Word for word, repeat each line of the listing below.

## DATA IN THIS EXERCISE

__________________________________________________

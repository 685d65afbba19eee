use serde::Serialize;
use std::time::Instant;
use tracing::{error, info, warn};

use super::context::DecisionContext;
use super::result::{RailResult, RailResultError};
use super::rule::{Guardrail, RailError};
use super::severity::RailStatus;

const WARN_PENALTY: f64 = 0.3;

/// Errors surfaced by chain registration and evaluation.
#[derive(Debug, thiserror::Error)]
pub enum ChainError {
    #[error("rail code must not be empty")]
    EmptyCode,
    #[error("rail '{0}' is already registered")]
    DuplicateCode(String),
    #[error("rail '{code}' failed: {source}")]
    Rail {
        code: String,
        #[source]
        source: RailError,
    },
    #[error("rail '{code}' produced an invalid result: {source}")]
    InvalidResult {
        code: String,
        #[source]
        source: RailResultError,
    },
}

/// Ordered set of rails owned by one decision context. Rails always run in
/// ascending code order, whatever order they were registered in.
#[derive(Default)]
pub struct GuardrailChain {
    rails: Vec<Box<dyn Guardrail>>,
}

impl GuardrailChain {
    pub fn new() -> Self {
        Self::default()
    }

    pub fn register<G>(&mut self, rail: G) -> Result<(), ChainError>
    where
        G: Guardrail + 'static,
    {
        let code = rail.code().to_string();
        if code.trim().is_empty() {
            return Err(ChainError::EmptyCode);
        }

        match self
            .rails
            .binary_search_by(|existing| existing.code().cmp(code.as_str()))
        {
            Ok(_) => Err(ChainError::DuplicateCode(code)),
            Err(position) => {
                self.rails.insert(position, Box::new(rail));
                Ok(())
            }
        }
    }

    pub fn with<G>(mut self, rail: G) -> Result<Self, ChainError>
    where
        G: Guardrail + 'static,
    {
        self.register(rail)?;
        Ok(self)
    }

    /// Codes in execution order.
    pub fn codes(&self) -> Vec<&str> {
        self.rails.iter().map(|rail| rail.code()).collect()
    }

    pub fn len(&self) -> usize {
        self.rails.len()
    }

    pub fn is_empty(&self) -> bool {
        self.rails.is_empty()
    }

    /// Runs every rail in order, stopping at the first `BLOCK`. A rail that
    /// errors aborts the evaluation; nothing is treated as an implicit pass.
    pub fn evaluate(&self, context: &DecisionContext) -> Result<ChainResult, ChainError> {
        let mut results = Vec::with_capacity(self.rails.len());
        let mut blocked_by = None;

        for rail in &self.rails {
            let code = rail.code();
            let started = Instant::now();
            let outcome = rail.evaluate(context).map_err(|source| {
                error!(
                    event = "guardrail.chain.rail_failed",
                    code,
                    error = %source,
                    "guardrail evaluation aborted"
                );
                ChainError::Rail {
                    code: code.to_string(),
                    source,
                }
            })?;
            let duration_ms = started.elapsed().as_secs_f64() * 1000.0;

            let result = RailResult::new(code, outcome, duration_ms).map_err(|source| {
                ChainError::InvalidResult {
                    code: code.to_string(),
                    source,
                }
            })?;

            let blocking = result.is_blocking();
            if blocking {
                warn!(
                    event = "guardrail.chain.blocked",
                    code = result.code(),
                    reason = result.reason(),
                    message = result.message(),
                    "guardrail blocked candidate action"
                );
                blocked_by = Some(result.code().to_string());
            }
            results.push(result);

            if blocking {
                break;
            }
        }

        let verdict = ChainResult::from_results(results, blocked_by);

        info!(
            event = "guardrail.chain.result",
            final_status = %verdict.final_status,
            blocked_by = verdict.blocked_by.as_deref().unwrap_or("none"),
            total_rails = self.rails.len(),
            executed_rails = verdict.results.len(),
            score_hint = verdict.score_hint,
            "guardrail chain evaluated"
        );

        Ok(verdict)
    }
}

/// Aggregate verdict for one chain evaluation.
#[derive(Debug, Clone, PartialEq, Serialize)]
pub struct ChainResult {
    results: Vec<RailResult>,
    final_status: RailStatus,
    blocked_by: Option<String>,
    #[serde(rename = "total_duration")]
    total_duration_ms: f64,
    score_hint: f64,
}

impl ChainResult {
    pub(crate) fn from_results(results: Vec<RailResult>, blocked_by: Option<String>) -> Self {
        let final_status = results
            .iter()
            .map(RailResult::status)
            .fold(RailStatus::Pass, RailStatus::worst);
        let total_duration_ms = results.iter().map(RailResult::duration_ms).sum();
        let warn_count = results
            .iter()
            .filter(|result| result.status() == RailStatus::Warn)
            .count();

        Self {
            score_hint: score_hint(final_status, warn_count),
            results,
            final_status,
            blocked_by,
            total_duration_ms,
        }
    }

    pub fn results(&self) -> &[RailResult] {
        &self.results
    }

    pub fn final_status(&self) -> RailStatus {
        self.final_status
    }

    pub fn blocked_by(&self) -> Option<&str> {
        self.blocked_by.as_deref()
    }

    pub fn total_duration_ms(&self) -> f64 {
        self.total_duration_ms
    }

    pub fn score_hint(&self) -> f64 {
        self.score_hint
    }

    pub fn is_blocked(&self) -> bool {
        self.final_status == RailStatus::Block
    }

    pub fn executed_codes(&self) -> Vec<&str> {
        self.results.iter().map(RailResult::code).collect()
    }
}

/// Continuous confidence: zero on any block, otherwise each warning costs a
/// fixed step down from 1.0.
pub(crate) fn score_hint(final_status: RailStatus, warn_count: usize) -> f64 {
    if final_status == RailStatus::Block {
        return 0.0;
    }
    (1.0 - WARN_PENALTY * warn_count as f64).max(0.0)
}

__________________________________________________

## SOLUTION
repository 685d65afbba19eee
use serde::Serialize;
use std::time::Instant;
use tracing::{error, info, warn};

use super::context::DecisionContext;
use super::result::{RailResult, RailResultError};
use super::rule::{Guardrail, RailError};
use super::severity::RailStatus;

const WARN_PENALTY: f64 = 0.3;

/// Errors surfaced by chain registration and evaluation.
#[derive(Debug, thiserror::Error)]
pub enum ChainError {
    #[error("rail code must not be empty")]
    EmptyCode,
    #[error("rail '{0}' is already registered")]
    DuplicateCode(String),
    #[error("rail '{code}' failed: {source}")]
    Rail {
        code: String,
        #[source]
        source: RailError,
    },
    #[error("rail '{code}' produced an invalid result: {source}")]
    InvalidResult {
        code: String,
        #[source]
        source: RailResultError,
    },
}

/// Ordered set of rails owned by one decision context. Rails always run in
/// ascending code order, whatever order they were registered in.
#[derive(Default)]
pub struct GuardrailChain {
    rails: Vec<Box<dyn Guardrail>>,
}

impl GuardrailChain {
    pub fn new() -> Self {
        Self::default()
    }

    pub fn register<G>(&mut self, rail: G) -> Result<(), ChainError>
    where
        G: Guardrail + 'static,
    {
        let code = rail.code().to_string();
        if code.trim().is_empty() {
            return Err(ChainError::EmptyCode);
        }

        match self
            .rails
            .binary_search_by(|existing| existing.code().cmp(code.as_str()))
        {
            Ok(_) => Err(ChainError::DuplicateCode(code)),
            Err(position) => {
                self.rails.insert(position, Box::new(rail));
                Ok(())
            }
        }
    }

    pub fn with<G>(mut self, rail: G) -> Result<Self, ChainError>
    where
        G: Guardrail + 'static,
    {
        self.register(rail)?;
        Ok(self)
    }

    /// Codes in execution order.
    pub fn codes(&self) -> Vec<&str> {
        self.rails.iter().map(|rail| rail.code()).collect()
    }

    pub fn len(&self) -> usize {
        self.rails.len()
    }

    pub fn is_empty(&self) -> bool {
        self.rails.is_empty()
    }

    /// Runs every rail in order, stopping at the first `BLOCK`. A rail that
    /// errors aborts the evaluation; nothing is treated as an implicit pass.
    pub fn evaluate(&self, context: &DecisionContext) -> Result<ChainResult, ChainError> {
        let mut results = Vec::with_capacity(self.rails.len());
        let mut blocked_by = None;

        for rail in &self.rails {
            let code = rail.code();
            let started = Instant::now();
            let outcome = rail.evaluate(context).map_err(|source| {
                error!(
                    event = "guardrail.chain.rail_failed",
                    code,
                    error = %source,
                    "guardrail evaluation aborted"
                );
                ChainError::Rail {
                    code: code.to_string(),
                    source,
                }
            })?;
            let duration_ms = started.elapsed().as_secs_f64() * 1000.0;

            let result = RailResult::new(code, outcome, duration_ms).map_err(|source| {
                ChainError::InvalidResult {
                    code: code.to_string(),
                    source,
                }
            })?;

            let blocking = result.is_blocking();
            if blocking {
                warn!(
                    event = "guardrail.chain.blocked",
                    code = result.code(),
                    reason = result.reason(),
                    message = result.message(),
                    "guardrail blocked candidate action"
                );
                blocked_by = Some(result.code().to_string());
            }
            results.push(result);

            if blocking {
                break;
            }
        }

        let verdict = ChainResult::from_results(results, blocked_by);

        info!(
            event = "guardrail.chain.result",
            final_status = %verdict.final_status,
            blocked_by = verdict.blocked_by.as_deref().unwrap_or("none"),
            total_rails = self.rails.len(),
            executed_rails = verdict.results.len(),
            score_hint = verdict.score_hint,
            "guardrail chain evaluated"
        );

        Ok(verdict)
    }
}

/// Aggregate verdict for one chain evaluation.
#[derive(Debug, Clone, PartialEq, Serialize)]
pub struct ChainResult {
    results: Vec<RailResult>,
    final_status: RailStatus,
    blocked_by: Option<String>,
    #[serde(rename = "total_duration")]
    total_duration_ms: f64,
    score_hint: f64,
}

impl ChainResult {
    pub(crate) fn from_results(results: Vec<RailResult>, blocked_by: Option<String>) -> Self {
        let final_status = results
            .iter()
            .map(RailResult::status)
            .fold(RailStatus::Pass, RailStatus::worst);
        let total_duration_ms = results.iter().map(RailResult::duration_ms).sum();
        let warn_count = results
            .iter()
            .filter(|result| result.status() == RailStatus::Warn)
            .count();

        Self {
            score_hint: score_hint(final_status, warn_count),
            results,
            final_status,
            blocked_by,
            total_duration_ms,
        }
    }

    pub fn results(&self) -> &[RailResult] {
        &self.results
    }

    pub fn final_status(&self) -> RailStatus {
        self.final_status
    }

    pub fn blocked_by(&self) -> Option<&str> {
        self.blocked_by.as_deref()
    }

    pub fn total_duration_ms(&self) -> f64 {
        self.total_duration_ms
    }

    pub fn score_hint(&self) -> f64 {
        self.score_hint
    }

    pub fn is_blocked(&self) -> bool {
        self.final_status == RailStatus::Block
    }

    pub fn executed_codes(&self) -> Vec<&str> {
        self.results.iter().map(RailResult::code).collect()
    }
}

/// Continuous confidence: zero on any block, otherwise each warning costs a
/// fixed step down from 1.0.
pub(crate) fn score_hint(final_status: RailStatus, warn_count: usize) -> f64 {
    if final_status == RailStatus::Block {
        return 0.0;
    }
    (1.0 - WARN_PENALTY * warn_count as f64).max(0.0)
}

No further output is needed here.